Whether gastritis is reversible depends entirely on its cause and how advanced it is. H. pylori-associated gastritis: eradicating H. pylori leads to resolution of the active (neutrophilic) inflammatory component in the vast majority of patients, and chronic inflammation improves significantly over 1–2 years post-eradication.

If atrophic gastritis or intestinal metaplasia has developed, these changes are not fully reversible, but their progression can be halted. NSAID-induced gastritis: resolves on stopping the NSAID, often within days to weeks, particularly with concurrent acid suppression.

Autoimmune gastritis: chronic and progressive, cannot be reversed, but monitoring for B12 deficiency and gastric cancer surveillance are critical.

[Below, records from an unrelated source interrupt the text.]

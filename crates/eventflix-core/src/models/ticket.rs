use serde::{Deserialize, Serialize};

#[derive(Debug, Clone, Serialize)]
pub struct TicketPurchase {
    #[serde(rename = "eventId")]
    pub event_id: i64,
    pub quantity: u32,
}

#[derive(Debug, Clone, Serialize, Deserialize)]
pub struct Ticket {
    pub id: i64,
    #[serde(rename = "eventId")]
    pub event_id: i64,
    #[serde(rename = "eventTitle")]
    pub event_title: Option<String>,
    #[serde(default = "default_quantity")]
    pub quantity: u32,
    #[serde(rename = "totalPrice", default)]
    pub total_price: f64,
    #[serde(rename = "purchasedAt")]
    pub purchased_at: Option<String>,
    #[serde(rename = "invoiceUrl")]
    pub invoice_url: Option<String>,
}

fn default_quantity() -> u32 {
    1
}

impl Ticket {
    pub fn display_title(&self) -> String {
        self.event_title
            .clone()
            .unwrap_or_else(|| format!("Event #{}", self.event_id))
    }
}
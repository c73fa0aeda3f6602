//! Explicitly constructed application state.
//!
//! `AppContext` owns the preference store, the session and locale managers and
//! the API client for the lifetime of the application. Components receive what
//! they need from it instead of reaching for globals.

use std::path::PathBuf;
use std::sync::Arc;

use anyhow::Result;
use tracing::{error, info, warn};

use crate::api::ApiClient;
use crate::config::{self, Config};
use crate::locale::LocaleManager;
use crate::session::SessionManager;
use crate::store::{FileStore, KeyValueStore};

pub struct AppContext {
    pub config: Config,
    pub session: Arc<SessionManager>,
    pub locale: Arc<LocaleManager>,
    pub api: ApiClient,
    store_path: Option<PathBuf>,
}

impl AppContext {
    /// Open the preference file in the configured data directory and wire
    /// everything to it.
    ///
    /// An unusable data directory is not fatal: the managers start
    /// uninitialized and the failure is logged.
    pub fn start(config: Config) -> Result<Self> {
        let store = match config.data_dir() {
            Ok(dir) => match FileStore::open_in(&dir) {
                Ok(store) => Some(store),
                Err(e) => {
                    error!(error = %e, dir = %dir.display(), "Preference store unavailable");
                    None
                }
            },
            Err(e) => {
                error!(error = %e, "No data directory, preferences will not persist");
                None
            }
        };

        let store_path = store.as_ref().map(|s| s.path().to_path_buf());
        let store = store.map(|s| Arc::new(s) as Arc<dyn KeyValueStore>);
        let mut context = Self::with_store(config, store, config::platform_locale())?;
        context.store_path = store_path;
        Ok(context)
    }

    /// Build a context over an already opened store (or none)
    pub fn with_store(
        config: Config,
        store: Option<Arc<dyn KeyValueStore>>,
        platform_locale: Option<String>,
    ) -> Result<Self> {
        let session = Arc::new(SessionManager::new());
        match &store {
            Some(store) => {
                session.init(store.clone());
            }
            None => warn!("Session manager left uninitialized"),
        }

        let locale = Arc::new(LocaleManager::new(store, platform_locale));
        let api = ApiClient::new(config.api_base_url.clone(), session.clone())?;

        info!(
            api = %config.api_base_url,
            logged_in = session.is_logged_in(),
            language = locale.get_locale().code(),
            "Application context started"
        );

        Ok(Self {
            config,
            session,
            locale,
            api,
            store_path: None,
        })
    }

    /// Location of the preference file, when file-backed
    pub fn store_path(&self) -> Option<&PathBuf> {
        self.store_path.as_ref()
    }

    /// Commit pending session writes before the process exits
    pub async fn shutdown(self) {
        self.session.flush().await;
        info!("Application context stopped");
    }
}
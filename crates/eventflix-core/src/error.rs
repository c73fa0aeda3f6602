use thiserror::Error;

/// Failures of the durable key-value store.
///
/// These never cross the public boundary of the session and locale managers,
/// which log them and fall back to safe defaults.
#[derive(Error, Debug)]
pub enum StoreError {
    #[error("Storage I/O error: {0}")]
    Io(#[from] std::io::Error),

    #[error("Corrupt preference file: {0}")]
    Corrupt(#[from] serde_json::Error),

    #[error("Storage unavailable: {0}")]
    Unavailable(String),
}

Early-stage, non-atrophic H. pylori gastritis treated promptly has an excellent prognosis.

5. Why do some people with ulcers feel no pain at all?

Silent peptic ulcers, ulcers that cause no pain, are more common than generally appreciated. They are particularly prevalent in elderly patients and in those taking NSAIDs regularly.

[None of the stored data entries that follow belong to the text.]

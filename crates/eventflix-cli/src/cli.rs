//! Command-line argument parsing.

use anyhow::{anyhow, bail, Result};

pub const USAGE: &str = "\
Usage: eventflix <command> [args]

Commands:
  login [email] [--remember]   Log in (prompts for the password)
  logout                       End the session on this device
  register                     Create an account
  status                       Show session and language
  locale [code] [--reload]     Show or change the display language (es, ca, en)
  events                       List upcoming events
  event <id>                   Show one event
  create-event                 Publish an event (organizers)
  buy <event-id> <quantity>    Buy tickets
  tickets                      List your tickets
  profile [--json]             Show your profile
  delete-account               Delete your account
  help                         Show this message";

#[derive(Debug, Clone, PartialEq, Eq)]
pub enum Command {
    Login { email: Option<String>, remember: bool },
    Logout,
    Register,
    Status,
    Locale { code: Option<String>, reload: bool },
    Events,
    Event { id: i64 },
    CreateEvent,
    Buy { event_id: i64, quantity: u32 },
    Tickets,
    Profile { json: bool },
    DeleteAccount,
    Help,
}

impl Command {
    /// Parse the arguments after the program name
    pub fn parse(args: &[String]) -> Result<Self> {
        let Some((name, rest)) = args.split_first() else {
            return Ok(Command::Help);
        };

        let (flags, positional): (Vec<&str>, Vec<&str>) = rest
            .iter()
            .map(String::as_str)
            .partition(|arg| arg.starts_with("--"));

        let command = match name.as_str() {
            "login" => Command::Login {
                email: positional.first().map(|s| s.to_string()),
                remember: flags.contains(&"--remember"),
            },
            "logout" => Command::Logout,
            "register" => Command::Register,
            "status" => Command::Status,
            "locale" => Command::Locale {
                code: positional.first().map(|s| s.to_string()),
                reload: flags.contains(&"--reload"),
            },
            "events" => Command::Events,
            "event" => Command::Event {
                id: parse_id(positional.first(), "event id")?,
            },
            "create-event" => Command::CreateEvent,
            "buy" => {
                let event_id = parse_id(positional.first(), "event id")?;
                let quantity = match positional.get(1) {
                    Some(q) => q
                        .parse::<u32>()
                        .map_err(|_| anyhow!("Quantity must be a positive number, got '{}'", q))?,
                    None => 1,
                };
                if quantity == 0 {
                    bail!("Quantity must be at least 1");
                }
                Command::Buy { event_id, quantity }
            }
            "tickets" => Command::Tickets,
            "profile" => Command::Profile {
                json: flags.contains(&"--json"),
            },
            "delete-account" => Command::DeleteAccount,
            "help" | "--help" | "-h" => Command::Help,
            other => bail!("Unknown command '{}'", other),
        };

        let known_flags: &[&str] = match command {
            Command::Login { .. } => &["--remember"],
            Command::Locale { .. } => &["--reload"],
            Command::Profile { .. } => &["--json"],
            _ => &[],
        };
        if let Some(flag) = flags.iter().find(|f| !known_flags.contains(f)) {
            bail!("Unknown option '{}' for '{}'", flag, name);
        }

        Ok(command)
    }
}

fn parse_id(value: Option<&&str>, what: &str) -> Result<i64> {
    let value = value.ok_or_else(|| anyhow!("Missing {}", what))?;
    value
        .parse::<i64>()
        .map_err(|_| anyhow!("Invalid {} '{}'", what, value))
}

#[cfg(test)]
mod tests {
    use super::*;

    fn parse(args: &[&str]) -> Result<Command> {
        let args: Vec<String> = args.iter().map(|s| s.to_string()).collect();
        Command::parse(&args)
    }

    #[test]
    fn test_no_args_is_help() {
        assert_eq!(parse(&[]).unwrap(), Command::Help);
    }

    #[test]
    fn test_login_flags() {
        assert_eq!(
            parse(&["login", "ana@example.com", "--remember"]).unwrap(),
            Command::Login {
                email: Some("ana@example.com".to_string()),
                remember: true
            }
        );
        assert_eq!(
            parse(&["login"]).unwrap(),
            Command::Login {
                email: None,
                remember: false
            }
        );
    }

    #[test]
    fn test_locale() {
        assert_eq!(
            parse(&["locale", "--reload", "ca"]).unwrap(),
            Command::Locale {
                code: Some("ca".to_string()),
                reload: true
            }
        );
    }

    #[test]
    fn test_buy() {
        assert_eq!(
            parse(&["buy", "12", "3"]).unwrap(),
            Command::Buy {
                event_id: 12,
                quantity: 3
            }
        );
        assert_eq!(
            parse(&["buy", "12"]).unwrap(),
            Command::Buy {
                event_id: 12,
                quantity: 1
            }
        );
        assert!(parse(&["buy", "12", "0"]).is_err());
        assert!(parse(&["buy", "x"]).is_err());
        assert!(parse(&["buy"]).is_err());
    }

    #[test]
    fn test_account_and_organizer_commands() {
        assert_eq!(parse(&["register"]).unwrap(), Command::Register);
        assert_eq!(parse(&["create-event"]).unwrap(), Command::CreateEvent);
        assert!(parse(&["create-event", "--json"]).is_err());
    }

    #[test]
    fn test_rejects_unknown() {
        assert!(parse(&["dance"]).is_err());
        assert!(parse(&["logout", "--remember"]).is_err());
    }
}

NSAIDs have both analgesic (pain-blocking) and gastropathic properties, so a patient taking diclofenac daily for arthritis may develop a significant gastric ulcer while experiencing no abdominal pain, only to present with the first complication: a gastrointestinal bleed manifesting as melaena or haematemesis.

This is one of the most important reasons current guidelines recommend routine PPI co-prescription for any patient taking NSAIDs long-term, particularly those over 65 or with a prior ulcer history.



 

References

  1. Chey, W. D., Leontiadis, G. I., Howden, C. W., & Moss, S. F. (2017). ACG clinical guideline: Treatment of Helicobacter pylori infection. American Journal of Gastroenterology, 112(2), 212–239. https://doi.org/10.1038/ajg.2016.563
  2. Lanas, A., & Chan, F. K. L. (2017). Peptic ulcer disease. The Lancet, 390(10094), 613–624. https://doi.org/10.1016/S0140-6736(16)32404-7
  3. Malfertheiner, P., Megraud, F., Rokkas, T., Gisbert, J. P., Liou, J. M., Schulz, C., … & European Helicobacter and Microbiota Study Group. (2022). Management of Helicobacter pylori infection: The Maastricht VI/Florence consensus report. Gut, 71(9), 1724–1762. https://doi.org/10.1136/gutjnl-2022-327745
  4. Malfertheiner, P., Chan, F. K. L., & McColl, K. E. L. (2009). Peptic ulcer disease. The Lancet, 374(9699), 1449–1461. https://doi.org/10.1016/S0140-6736(09)60938-7
  5. Rugge, M., Sugano, K., Scarpignato, C., Sacchi, D., & Oblitas Lozada, W. (2020). H. pylori eradication in the era of antibiotic resistance. Therapeutic Advances in Gastroenterology, 13, 1–15. https://doi.org/10.1177/1756284820sreview
  6. Sugano, K., Tack, J., Kuipers, E. J., Graham, D. Y., El-Omar, E. M., Miura, S., … & Malfertheiner, P. (2015). Kyoto global consensus report on Helicobacter pylori gastritis. Gut, 64(9), 1353–1367. https://doi.org/10.1136/gutjnl-2015-309252
  7. Uedo, N., Mori, Y., & Ishihara, R. (2022). Atrophic gastritis and intestinal metaplasia as precancerous lesions of gastric cancer. Best Practice & Research Clinical Gastroenterology, 56–57, 101786. https://doi.org/10.1016/j.bpg.2022.101786

 

Disclaimer: This article is intended for educational purposes only and does not constitute medical advice. Always consult a qualified healthcare professional before starting, stopping, or changing any medication or treatment.